While you are looking to get the smoker put a little money aside for a digital thermometer - The Mavericks are great. These take all of the guesswork out of your cooking.

Cheers

Wade


----------



## andybigwood (Jan 11, 2014)

Hi Wade,

I tried replying to this last night but admin stole my reply lol

Thanks for the info - I'm leaning heavily towards the WRM 18inch, or maybe something secondhand.

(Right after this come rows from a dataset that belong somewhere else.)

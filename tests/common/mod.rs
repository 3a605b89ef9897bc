//! Shared test harness for integration tests.
//!
//! Provides [`TestHarness`] which owns a temporary storage root, a
//! [`LocalImageStorage`] over it, and an [`AppContext`] for router tests.
//! Helpers generate real image fixtures and stand-in codec tools.

#![allow(dead_code)]

use std::io::Cursor;
use std::path::{Path, PathBuf};
use std::sync::atomic::{AtomicUsize, Ordering};
use std::sync::Arc;

use axum::Router;
use pixelstore::config::Config;
use pixelstore::server::{create_router, AppContext};
use pixelstore::storage::{LocalImageStorage, UploadedImage};
use pixelstore_codec::{CompressionConfig, CompressionPipeline};
use pixelstore_common::paths::UrlLayout;
use tempfile::TempDir;

/// Test harness wrapping a storage root and the context built on it.
pub struct TestHarness {
    pub root: TempDir,
    pub uploads: TempDir,
    pub storage: LocalImageStorage,
    pub ctx: AppContext,
    uploaded: AtomicUsize,
}

impl TestHarness {
    /// Storage with no compression stages and the default URL layout.
    pub fn new() -> Self {
        Self::build(CompressionConfig::default(), UrlLayout::default())
    }

    /// Storage whose pipeline is built from `compression`.
    pub fn with_compression(compression: CompressionConfig) -> Self {
        Self::build(compression, UrlLayout::default())
    }

    /// Storage served under a custom URL layout.
    pub fn with_layout(layout: UrlLayout) -> Self {
        Self::build(CompressionConfig::default(), layout)
    }

    fn build(compression: CompressionConfig, layout: UrlLayout) -> Self {
        let root = tempfile::tempdir().expect("failed to create storage root");
        let uploads = tempfile::tempdir().expect("failed to create upload dir");

        let pipeline = Arc::new(CompressionPipeline::build(&compression));
        let storage = LocalImageStorage::new(root.path(), layout.clone(), pipeline);

        let mut config = Config::default();
        config.storage.root = root.path().to_path_buf();
        config.storage.subdir = layout.subdir.clone();
        config.storage.static_prefix = layout.static_prefix.clone();
        config.compression = compression;

        let ctx = AppContext {
            config: Arc::new(config),
            storage: Arc::new(storage.clone()),
        };

        Self {
            root,
            uploads,
            storage,
            ctx,
            uploaded: AtomicUsize::new(0),
        }
    }

    /// The full application router.
    pub fn router(&self) -> Router {
        create_router(self.ctx.clone())
    }

    /// Place `data` in the upload area as `name` and describe it. Each call
    /// gets its own directory, so repeated names keep their own contents.
    pub fn upload(&self, name: &str, data: &[u8]) -> UploadedImage {
        let n = self.uploaded.fetch_add(1, Ordering::Relaxed);
        let dir = self.uploads.path().join(n.to_string());
        std::fs::create_dir_all(&dir).expect("failed to create upload dir");
        let path = dir.join(name);
        std::fs::write(&path, data).expect("failed to write upload");
        UploadedImage::new(path, name)
    }

    /// Write a file directly under the storage root.
    pub fn put_file(&self, relative: &str, data: &[u8]) -> PathBuf {
        let path = self.root.path().join(relative);
        if let Some(parent) = path.parent() {
            std::fs::create_dir_all(parent).expect("failed to create parent");
        }
        std::fs::write(&path, data).expect("failed to write stored file");
        path
    }

    pub fn root_path(&self) -> &Path {
        self.root.path()
    }
}

/// An uncompressed-ish PNG with plenty of redundancy: a smooth gradient
/// written with the fastest deflate setting and no filtering.
pub fn compressible_png() -> Vec<u8> {
    use image::codecs::png::{CompressionType, FilterType, PngEncoder};
    use image::{ImageEncoder, RgbImage};

    let img = RgbImage::from_fn(128, 128, |x, y| image::Rgb([(x * 2) as u8, (y * 2) as u8, 128]));
    let mut out = Vec::new();
    PngEncoder::new_with_quality(&mut out, CompressionType::Fast, FilterType::NoFilter)
        .write_image(img.as_raw(), 128, 128, image::ExtendedColorType::Rgb8)
        .expect("failed to encode png");
    out
}

/// A baseline JPEG produced by the `image` encoder.
pub fn sample_jpeg() -> Vec<u8> {
    let img = image::RgbImage::from_fn(96, 96, |x, y| image::Rgb([x as u8, y as u8, (x ^ y) as u8]));
    let mut out = Cursor::new(Vec::new());
    image::DynamicImage::ImageRgb8(img)
        .write_to(&mut out, image::ImageFormat::Jpeg)
        .expect("failed to encode jpeg");
    out.into_inner()
}

/// Write an executable shell script standing in for a codec tool.
#[cfg(unix)]
pub fn fake_tool(dir: &Path, name: &str, body: &str) -> PathBuf {
    use std::os::unix::fs::PermissionsExt;

    let path = dir.join(name);
    std::fs::write(&path, format!("#!/bin/sh\n{body}\n")).expect("failed to write tool");
    std::fs::set_permissions(&path, std::fs::Permissions::from_mode(0o755))
        .expect("failed to chmod tool");
    path
}

/// Whether `program` can be found on `PATH`.
pub fn tool_available(program: &str) -> bool {
    pixelstore_codec::check_tool(Path::new(program)).0.is_some()
}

Thanks for the heads-up on the Maverick thermometers - anything specific?

Andy.


----------



## wade (Jan 11, 2014)

The one most people on here recommend (and I have several too so I guess I am one of them) is the Maverick ET732. This is a dual probe thermometer that will not only tell you the temperature of the meat but also the internal temperature of the smoker. It has a radio linked display that works over a phenomenal distance and is by far the best thermometer I have tried. They may not look cheap but they are worth every penny. When I am not using them in the smoker I use them in the kitchen oven too.


----------



## kc5tpy (Jan 11, 2014)

Hello Andy.  WELCOME.  Wow, a smoker can be a personal choice.  Wade has you pretty much covered here.  If I may offer my humble advice:  If you are going charcoal you may be limited to when you can smoke because of the Great British weather ( unless you have a covered area to get under ).  I also agree with Wade about the cheap offsets but, If you have some DIY skills there are modifications that help to improve temp control with these.  TEMP CONTROL IS THE KEY TO SMOKING FOODS!  An offset can be a thing of beauty but even with mods, it isn't the easiest smoker to use.  Takes some experience.  I also agree that the Maverick is a MUST for new folks.  Also if you have some skills and time the UDS is cheap to build and a really good smoker.  If you want to really get crazy look in to the fridge build forum.  Totally sealed, insulated smoker that rain will not affect ( much ).  I would say that if you are leaning toward the WSM ( good unit ) go with the bigger 22.5.  Once you get going you will soon find the 18.5 may not be big enough.  Go bigger from the start and only buy 1.  If you are thinking secondhand, let us know what you are looking at so we can offer advice.  Many folks like Wade in our group with loads of experience.  We will be happy to to add our 2p.  Would be a shame to try and save £40-£50 only to find you bought a piece of cr** and you still need to buy a decent smoker.  Good luck.  Keep Smokin!

Danny


----------



## wade (Jan 12, 2014)

I have just ordered a couple of the new Maverick ET-733 thermometers which should be here in a week or so - shipping from the US. From the clips on YouTube they look as if they may be a bit fiddly to use but I will let you know. One of the great things about the older ET-732 is its simplicity.


----------



## jockaneezer (Jan 12, 2014)

Hi Andy, I see there is a WSM on fleabay at the moment, it's new but not boxed and is pick up only from Cambridge area. There is a fair bit of interest in it so it could go for big bucks but might be worth watching ?

Graeme.


----------



## andybigwood (Jan 12, 2014)

Thanks for that Graeme - I keep an eye on it.

I have some friends in North Norfolk, so I could give them a surprise visit if I won it!

Lots of interest and reserve not met yet.....


----------